Sobrevida del más afortunado (survival of the luckiest) – un motivo en Shakespeare Antonio y Cleopatra

Antonio y Cleopatra por Andrea Casali
Antonio y Cleopatra por Andrea Casali

Romeo y Julieta es la más famosa tragedia de amor Shakespeariana. Concedido. Pero no es la única. Hay otras dos que se le acercan en estatura – si es que una de ellas, por un pelo, no la alcanza. Son Antonio y Cleopatra y Otelo el moro de Venecia.

Hay una diferencia fundamental entre estas últimas y la primera.

Una es un drama de amor adolescente, sus trágicos héroes son dos niños apenas saliendo de la pubertad. El está en plena «edad del pavo», mohíno, melancólico y bueno para meterse en roscas. Y a ella su madre, que ya quiere casarla, le aumenta la edad a «catorce» para hacerle la torta nupcial más digerible.

Las otras dos, en cambio, son fábulas de amores viejos, tardíos, de amantes maduros flechados por bostezantes Cupidos disparando vespertinos flechazos contra el hastío.

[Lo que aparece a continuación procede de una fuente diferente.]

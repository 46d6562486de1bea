//! Part-number resolution chain
//!
//! Resolvers are tried in order and the first non-empty answer wins:
//!
//! 1. `LabelMapResolver`: row label looked up in the label → part-number map
//! 2. `MatrixCodeResolver`: `#<PART>` marker parsed out of the barcode text
//! 3. `DefaultLabelResolver`: configured default label looked up in the map

use datasync_storage::domain::eq_ignore_case;
use datasync_storage::SourceRow;
use indexmap::IndexMap;
use once_cell::sync::Lazy;
use regex::Regex;
use std::sync::Arc;

/// `#`, optional whitespace, then upper-case letters and digits
static MATRIX_PART_NUMBER: Lazy<Regex> =
    Lazy::new(|| Regex::new(r"#\s*([A-Z0-9]+)").expect("static pattern"));

/// Pull the part number out of raw matrix/barcode text (first match).
///
/// ```rust
/// use datasync_orchestration::extractor::extract_matrix_part_number;
///
/// assert_eq!(
///     extract_matrix_part_number("#5QD919051T    ###*539 M2G1JJP8252*="),
///     Some("5QD919051T".to_string())
/// );
/// assert_eq!(extract_matrix_part_number("no marker"), None);
/// ```
pub fn extract_matrix_part_number(text: &str) -> Option<String> {
    MATRIX_PART_NUMBER
        .captures(text)
        .and_then(|c| c.get(1))
        .map(|m| m.as_str().to_string())
}

/// Label → part number, case-insensitive on the label.
#[derive(Debug, Clone, Default, PartialEq, Eq)]
pub struct PartNumberMap {
    entries: Vec<(String, String)>,
}

impl PartNumberMap {
    pub fn new<I, K, V>(pairs: I) -> Self
    where
        I: IntoIterator<Item = (K, V)>,
        K: AsRef<str>,
        V: AsRef<str>,
    {
        let entries = pairs
            .into_iter()
            .map(|(k, v)| (k.as_ref().trim().to_string(), v.as_ref().trim().to_string()))
            .filter(|(k, _)| !k.is_empty())
            .collect();
        Self { entries }
    }

    /// Non-empty part number for `label`, if mapped
    pub fn get(&self, label: &str) -> Option<&str> {
        let label = label.trim();
        if label.is_empty() {
            return None;
        }
        self.entries
            .iter()
            .find(|(k, _)| k == label)
            .or_else(|| self.entries.iter().find(|(k, _)| eq_ignore_case(k, label)))
            .map(|(_, v)| v.as_str())
            .filter(|v| !v.is_empty())
    }

    pub fn is_empty(&self) -> bool {
        self.entries.is_empty()
    }
}

impl From<&IndexMap<String, String>> for PartNumberMap {
    fn from(map: &IndexMap<String, String>) -> Self {
        Self::new(map.iter())
    }
}

/// One step of the fallback chain
pub trait PartNumberResolver: Send + Sync {
    /// Short name used in debug logs
    fn name(&self) -> &'static str;

    /// Non-empty, trimmed part number or `None`
    fn resolve(&self, row: &SourceRow) -> Option<String>;
}

pub struct LabelMapResolver {
    map: Arc<PartNumberMap>,
}

impl LabelMapResolver {
    pub fn new(map: Arc<PartNumberMap>) -> Self {
        Self { map }
    }
}

impl PartNumberResolver for LabelMapResolver {
    fn name(&self) -> &'static str {
        "label_map"
    }

    fn resolve(&self, row: &SourceRow) -> Option<String> {
        self.map.get(row.label()).map(str::to_string)
    }
}

pub struct MatrixCodeResolver {
    column: String,
}

impl MatrixCodeResolver {
    pub fn new(column: impl Into<String>) -> Self {
        Self {
            column: column.into(),
        }
    }
}

impl PartNumberResolver for MatrixCodeResolver {
    fn name(&self) -> &'static str {
        "matrix_code"
    }

    fn resolve(&self, row: &SourceRow) -> Option<String> {
        row.text(&self.column)
            .and_then(|text| extract_matrix_part_number(&text))
    }
}

pub struct DefaultLabelResolver {
    label: String,
    map: Arc<PartNumberMap>,
}

impl DefaultLabelResolver {
    pub fn new(label: impl Into<String>, map: Arc<PartNumberMap>) -> Self {
        Self {
            label: label.into(),
            map,
        }
    }
}

impl PartNumberResolver for DefaultLabelResolver {
    fn name(&self) -> &'static str {
        "default_label"
    }

    fn resolve(&self, _row: &SourceRow) -> Option<String> {
        self.map.get(&self.label).map(str::to_string)
    }
}

/// Ordered resolvers; first non-empty result wins
pub struct ResolverChain {
    resolvers: Vec<Box<dyn PartNumberResolver>>,
}

impl ResolverChain {
    pub fn new(resolvers: Vec<Box<dyn PartNumberResolver>>) -> Self {
        Self { resolvers }
    }

    /// label map → matrix code → default label
    pub fn standard(map: PartNumberMap, default_label: &str, matrix_column: &str) -> Self {
        let map = Arc::new(map);
        Self::new(vec![
            Box::new(LabelMapResolver::new(map.clone())),
            Box::new(MatrixCodeResolver::new(matrix_column)),
            Box::new(DefaultLabelResolver::new(default_label, map)),
        ])
    }

    /// Resolved part number and the name of the resolver that produced it
    pub fn resolve(&self, row: &SourceRow) -> Option<(&'static str, String)> {
        self.resolvers.iter().find_map(|r| {
            r.resolve(row)
                .map(|pn| pn.trim().to_string())
                .filter(|pn| !pn.is_empty())
                .map(|pn| (r.name(), pn))
        })
    }

    pub fn len(&self) -> usize {
        self.resolvers.len()
    }

    pub fn is_empty(&self) -> bool {
        self.resolvers.is_empty()
    }
}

No todos, eso sí. En la tragedia del moro él habrá de tener por ahí por el doble de la edad de su amada. Pero igual la conquista, claro que no con la fogosidad de su piel ni el ardor de su sangre, sino contándole cuentos, embolinándole el alma con historias de su vida y vicisitudes. Allí donde una joven de saludables hormonas se hubiera aburrido con las latas de su mayor, una asexuada Desdémona se prenda de su experiencia y su mundo, y decide seguirlo en sus aventuras. Hacia su perdición. Lúgubre destino que se sustenta justamente, como mostraré en otra viñeta, en la ausencia de erotismo en la relación, detalle crucial que no pasa desapercibido (pues lo usa para sus fines) al monstruo que urde la destrucción de la pareja, por darse el gusto de destruirlos no más.

En la famosa tragedia de tema egipcio-romano, en cambio, tal como los muestra la pintura de Casali, ambos amantes son viejos, maduros. El ha de ser entre cuarentón y cincuentón, ya curtido en todo tipo de lides, políticas, militares y amatorias. Y tremendamente exitoso en todas ellas. Al comenzar la tragedia es dueño de un tercio del mundo, y a poco andar se casa (y no con ella) ya en segundas nupcias. Ella, por su parte, andará entre los treinta y cuarenta, y con no menor cancha que él en el mismo tipo de lides, sobre todo las últimas, habiendo cedido antes su lecho a otros aún más poderosos que Antonio.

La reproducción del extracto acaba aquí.